Now at this point, you might be thinking, “Greg, this is all well and good, but I only have four friends who will play D&D. I don’t have the luxury of that choice.” I sympathize with this excuse…but only a little. I definitely have a plethora of choices. Working at a game company affords one that luxury. My sympathy only extends so far, because in my current home campaign, only one member of the group is a coworker. One the most important things you can do when constructing a gaming group is to bring in fresh blood. Finding one or two new players can revitalize your gaming group, and it can also be a tremendous boon to you as Dungeon Master. For example, in my current campaign, most players would be reluctant to use the hand of Vecna, because they preconceptions about the artifact. That’s not the case for a new player. As a result, a player in my game, who was new to D&D (not just 4E), chopped off his limb and replaced it with the hand of Vecna. Bringing in one or two new players can also be a delight for a DM, because a roleplaying game is bright, shiny, and new to them. They don’t know all the tricks. This is the same reason I love running intro games at conventions.

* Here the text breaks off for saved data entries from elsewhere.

//! Members of the FHIR base datatypes that a profile may leave undeclared.
//!
//! Profiles usually constrain `coding.code` without redeclaring `coding`, so
//! the writer needs the base shape to create missing intermediates.

/// A member inherited from a base datatype.
#[derive(Debug, Clone, Copy, PartialEq, Eq)]
pub struct BaseMember {
    pub type_code: &'static str,
    pub is_array: bool,
}

const fn member(type_code: &'static str, is_array: bool) -> BaseMember {
    BaseMember {
        type_code,
        is_array,
    }
}

/// `(owner type, member name, member)` for complex datatype members.
const BASE_MEMBERS: &[(&str, &str, BaseMember)] = &[
    ("CodeableConcept", "coding", member("Coding", true)),
    ("CodeableConcept", "text", member("string", false)),
    ("Coding", "system", member("uri", false)),
    ("Coding", "version", member("string", false)),
    ("Coding", "code", member("code", false)),
    ("Coding", "display", member("string", false)),
    ("Coding", "userSelected", member("boolean", false)),
    ("CodeableReference", "concept", member("CodeableConcept", false)),
    ("CodeableReference", "reference", member("Reference", false)),
    ("Identifier", "type", member("CodeableConcept", false)),
    ("Identifier", "period", member("Period", false)),
    ("Identifier", "assigner", member("Reference", false)),
    ("Reference", "identifier", member("Identifier", false)),
    ("HumanName", "given", member("string", true)),
    ("HumanName", "prefix", member("string", true)),
    ("HumanName", "suffix", member("string", true)),
    ("HumanName", "period", member("Period", false)),
    ("Address", "line", member("string", true)),
    ("Address", "period", member("Period", false)),
    ("ContactPoint", "period", member("Period", false)),
    ("ContactDetail", "telecom", member("ContactPoint", true)),
    ("Annotation", "authorReference", member("Reference", false)),
    ("Meta", "profile", member("canonical", true)),
    ("Meta", "security", member("Coding", true)),
    ("Meta", "tag", member("Coding", true)),
    ("Timing", "event", member("dateTime", true)),
    ("Timing", "repeat", member("Element", false)),
    ("Timing", "code", member("CodeableConcept", false)),
    ("Signature", "type", member("Coding", true)),
    ("Signature", "who", member("Reference", false)),
    ("Dosage", "additionalInstruction", member("CodeableConcept", true)),
    ("Dosage", "timing", member("Timing", false)),
    ("Dosage", "route", member("CodeableConcept", false)),
    ("Dosage", "method", member("CodeableConcept", false)),
    ("Dosage", "doseAndRate", member("Element", true)),
    ("Ratio", "numerator", member("Quantity", false)),
    ("Ratio", "denominator", member("Quantity", false)),
    ("Range", "low", member("Quantity", false)),
    ("Range", "high", member("Quantity", false)),
    ("UsageContext", "code", member("Coding", false)),
];

/// Look up `name` on the base datatype `owner`.
///
/// `extension` repeats on every complex type and `modifierExtension` on
/// every backbone element, so both resolve for any complex owner.
pub fn base_member(owner: &str, name: &str) -> Option<BaseMember> {
    if let Some((_, _, found)) = BASE_MEMBERS
        .iter()
        .find(|(type_code, member, _)| *type_code == owner && *member == name)
    {
        return Some(*found);
    }
    match name {
        "extension" | "modifierExtension" if super::is_complex_type_code(owner) => {
            Some(member("Extension", true))
        }
        _ => None,
    }
}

This system for selecting players doesn’t always work, because a D&D game can go on for a long time, and you’ll have people come and go. Trying to be cognizant of the player types in your game can help you to maintain balance throughout an ongoing campaign. If you have an empty slot in your game, and the campaign has gotten a bit stale, consider bringing in an actor or an instigator. If you already have enough activity in your game, a watcher or thinker might be better. I try to make sure that each of my groups has an explorer or an instigator, and one or two actors or storytellers. Watching other people in home games or in programs like D&D Encounters or Living Forgotten Realms can give you a pretty good idea about the types of gamer they are. Don’t be afraid to be a little more selective. You’re probably going to be gaming with these people for a long time, so it pays to choose carefully.
One of the last considerations I put into assembling a new gaming group is balancing the sexes. Over the years, I’ve found the maintaining a fairly even balance of men and women really helps a game. I’m not sure if this fact is because men and women tend to have different player roles, or if the mix just creates more roleplaying opportunities. If you’re having trouble looping in some women to play, you can always look for couples, though you should be cautious. If you’re going to invite a couple to join your gaming group, you should be confident that the pair can spend hours together without quarreling or controlling one another’s characters. Both of these issues can quickly lead to tension in a group.
Constructing a gaming group is really about creating tension without actually creating tension. You want tension between the characters, but you don’t want that tension to be reflected among the players. As always, one of my core rules is to communicate with players. If you are in a gaming group that suffers from personality conflicts, talk to the players and try to diffuse them. And if that doesn’t work, you’ll know better when it next comes time to form a new group.